Endothelial Colony-Forming Cells in Patients With VWD, AVWS and Healthy Subjects

Inclusion Criteria for patients: Patients with von Willebrand disease (VWD) or acquired von Willebrand syndrome (AVWS) Age ≥ 16 years. Previous diagnosis of von Willebrand disease or acquired von Willebrand syndrome, defined as one of the following: Group A - Type 1 VWD: VWF levels ≤ 30 IU/dL, regardless of bleeding history, or VWF levels ≤ 0.50 IU/mL in the presence of abnormal bleeding. Group B - Congenital or acquired VWD (VWD or AVWS): Diagnosis of congenital or acquired VWD, with or without gastrointestinal bleeding.
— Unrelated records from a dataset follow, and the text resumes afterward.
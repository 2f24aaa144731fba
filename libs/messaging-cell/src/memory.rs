use std::collections::HashMap;
use std::sync::Arc;

use async_trait::async_trait;
use futures::StreamExt;
use tokio::sync::{mpsc, watch, Mutex};
use tracing::debug;

use crate::broker::{AckDecision, DeliveryAcker, DeliveryStream, InboundDelivery, MessageBroker, OutboundMessage};
use crate::error::MessagingError;
use crate::topology::{topic_matches, QueueSpec, Topology};

#[derive(Debug, Clone)]
struct QueuedMessage {
    routing_key: String,
    body: Vec<u8>,
    redelivered: bool,
}

/// Record of how a delivery was settled.
#[derive(Debug, Clone, PartialEq, Eq)]
pub struct Settlement {
    pub queue: String,
    pub routing_key: String,
    pub decision: AckDecision,
}

struct MemoryQueue {
    spec: QueueSpec,
    sender: mpsc::UnboundedSender<QueuedMessage>,
    receiver: Arc<Mutex<mpsc::UnboundedReceiver<QueuedMessage>>>,
    consuming: bool,
    /// Bumped to end the active consumer stream.
    disconnects: watch::Sender<u64>,
    dead_letters: Arc<Mutex<Vec<DeadLetter>>>,
}

#[derive(Debug, Clone, PartialEq, Eq)]
pub struct DeadLetter {
    pub routing_key: String,
    pub body: Vec<u8>,
}

#[derive(Default)]
struct MemoryState {
    queues: HashMap<String, MemoryQueue>,
    published: Vec<OutboundMessage>,
    failing_publishes: u32,
}

/// Broker with AMQP topic routing semantics, held entirely in process.
/// Used by tests and by local runs without RabbitMQ.
#[derive(Clone, Default)]
pub struct InMemoryBroker {
    state: Arc<Mutex<MemoryState>>,
    settlements: Arc<Mutex<Vec<Settlement>>>,
}

impl InMemoryBroker {
    pub fn new() -> Self {
        Self::default()
    }

    /// Makes the next `count` publishes fail with a connection error.
    pub async fn fail_next_publishes(&self, count: u32) {
        self.state.lock().await.failing_publishes = count;
    }

    pub async fn published(&self) -> Vec<OutboundMessage> {
        self.state.lock().await.published.clone()
    }

    pub async fn published_keys(&self) -> Vec<String> {
        self.published().await.into_iter().map(|m| m.routing_key).collect()
    }

    pub async fn settlements(&self) -> Vec<Settlement> {
        self.settlements.lock().await.clone()
    }

    pub async fn dead_letters(&self, queue: &str) -> Vec<DeadLetter> {
        let dead_letters = {
            let state = self.state.lock().await;
            match state.queues.get(queue) {
                Some(q) => Arc::clone(&q.dead_letters),
                None => return Vec::new(),
            }
        };
        let letters = dead_letters.lock().await;
        letters.clone()
    }

    /// Ends the active consumer stream on `queue`, as a dropped connection
    /// would. Queued messages stay put for the next subscriber.
    pub async fn disconnect(&self, queue: &str) -> Result<(), MessagingError> {
        let mut state = self.state.lock().await;
        let target = state
            .queues
            .get_mut(queue)
            .ok_or_else(|| MessagingError::consume(queue, "queue not declared"))?;
        target.consuming = false;
        target.disconnects.send_modify(|generation| *generation += 1);
        Ok(())
    }

    /// Pushes a raw body straight onto a queue, bypassing exchange routing.
    pub async fn inject(&self, queue: &str, routing_key: &str, body: Vec<u8>) -> Result<(), MessagingError> {
        let state = self.state.lock().await;
        let target = state
            .queues
            .get(queue)
            .ok_or_else(|| MessagingError::consume(queue, "queue not declared"))?;
        target
            .sender
            .send(QueuedMessage { routing_key: routing_key.to_string(), body, redelivered: false })
            .map_err(|e| MessagingError::consume(queue, e))
    }
}

#[async_trait]
impl MessageBroker for InMemoryBroker {
    async fn declare(&self, topology: &Topology) -> Result<(), MessagingError> {
        let mut state = self.state.lock().await;
        for spec in &topology.queues {
            state.queues.entry(spec.name.clone()).or_insert_with(|| {
                let (sender, receiver) = mpsc::unbounded_channel();
                MemoryQueue {
                    spec: spec.clone(),
                    sender,
                    receiver: Arc::new(Mutex::new(receiver)),
                    consuming: false,
                    disconnects: watch::Sender::new(0),
                    dead_letters: Arc::new(Mutex::new(Vec::new())),
                }
            });
        }
        Ok(())
    }

    async fn publish(&self, message: &OutboundMessage) -> Result<(), MessagingError> {
        let mut state = self.state.lock().await;
        if state.failing_publishes > 0 {
            state.failing_publishes -= 1;
            return Err(MessagingError::connection("simulated broker outage"));
        }

        let body = serde_json::to_vec(&message.payload)?;
        for queue in state.queues.values() {
            if queue.spec.exchange == message.exchange
                && topic_matches(&queue.spec.binding_key, &message.routing_key)
            {
                debug!("Routing {} to {}", message.routing_key, queue.spec.name);
                let _ = queue.sender.send(QueuedMessage {
                    routing_key: message.routing_key.clone(),
                    body: body.clone(),
                    redelivered: false,
                });
            }
        }

        state.published.push(message.clone());
        Ok(())
    }

    async fn subscribe(&self, queue: &str) -> Result<DeliveryStream, MessagingError> {
        let mut state = self.state.lock().await;
        let target = state
            .queues
            .get_mut(queue)
            .ok_or_else(|| MessagingError::consume(queue, "queue not declared"))?;
        if target.consuming {
            return Err(MessagingError::consume(queue, "queue already has a consumer"));
        }
        target.consuming = true;

        let queue_name = queue.to_string();
        let receiver = Arc::clone(&target.receiver);
        let disconnected = target.disconnects.subscribe();
        let requeue = target.sender.clone();
        let dead_letters = Arc::clone(&target.dead_letters);
        let settlements = Arc::clone(&self.settlements);

        let stream = futures::stream::unfold((receiver, disconnected), |(receiver, mut disconnected)| async move {
            let next = {
                let mut rx = receiver.lock().await;
                tokio::select! {
                    message = rx.recv() => message,
                    _ = disconnected.changed() => None,
                }
            };
            next.map(|message| (message, (receiver, disconnected)))
        })
        .map(move |message| {
            let acker = MemoryAcker {
                queue: queue_name.clone(),
                message: message.clone(),
                requeue: requeue.clone(),
                dead_letters: Arc::clone(&dead_letters),
                settlements: Arc::clone(&settlements),
            };
            Ok::<_, MessagingError>(InboundDelivery::new(
                queue_name.clone(),
                message.routing_key,
                message.body,
                message.redelivered,
                Box::new(acker),
            ))
        });

        Ok(stream.boxed())
    }
}

struct MemoryAcker {
    queue: String,
    message: QueuedMessage,
    requeue: mpsc::UnboundedSender<QueuedMessage>,
    dead_letters: Arc<Mutex<Vec<DeadLetter>>>,
    settlements: Arc<Mutex<Vec<Settlement>>>,
}

#[async_trait]
impl DeliveryAcker for MemoryAcker {
    async fn settle(self: Box<Self>, decision: AckDecision) -> Result<(), MessagingError> {
        let this = *self;
        match decision {
            AckDecision::Ack => {}
            AckDecision::Reject => this.dead_letters.lock().await.push(DeadLetter {
                routing_key: this.message.routing_key.clone(),
                body: this.message.body.clone(),
            }),
            AckDecision::Requeue => {
                let redelivery = QueuedMessage { redelivered: true, ..this.message.clone() };
                this.requeue
                    .send(redelivery)
                    .map_err(|e| MessagingError::Acknowledge(e.to_string()))?;
            }
        }

        this.settlements.lock().await.push(Settlement {
            queue: this.queue,
            routing_key: this.message.routing_key,
            decision,
        });
        Ok(())
    }
}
Group C - Subgroup study (Type 2A VWD): One patient with type 2A VWD selected for a dedicated sub-study involving allele-specific siRNA silencing of the mutant allele. Ability and willingness to provide written informed consent. For patients without prior molecular characterization: willingness to undergo VWF gene sequencing and to sign the related informed consent. Inclusion criteria for healthy volunteers * No prior diagnosis of VWD, bleeding disorders, or thrombotic disorders. * Willingness to donate blood for study procedures. * Ability and willingness to provide written informed consent. * Age ≥ 18 years. Exclusion criteria for both patients and healthy volunteers: * Pregnancy. * Anemia, as determined at screening or based on medical history.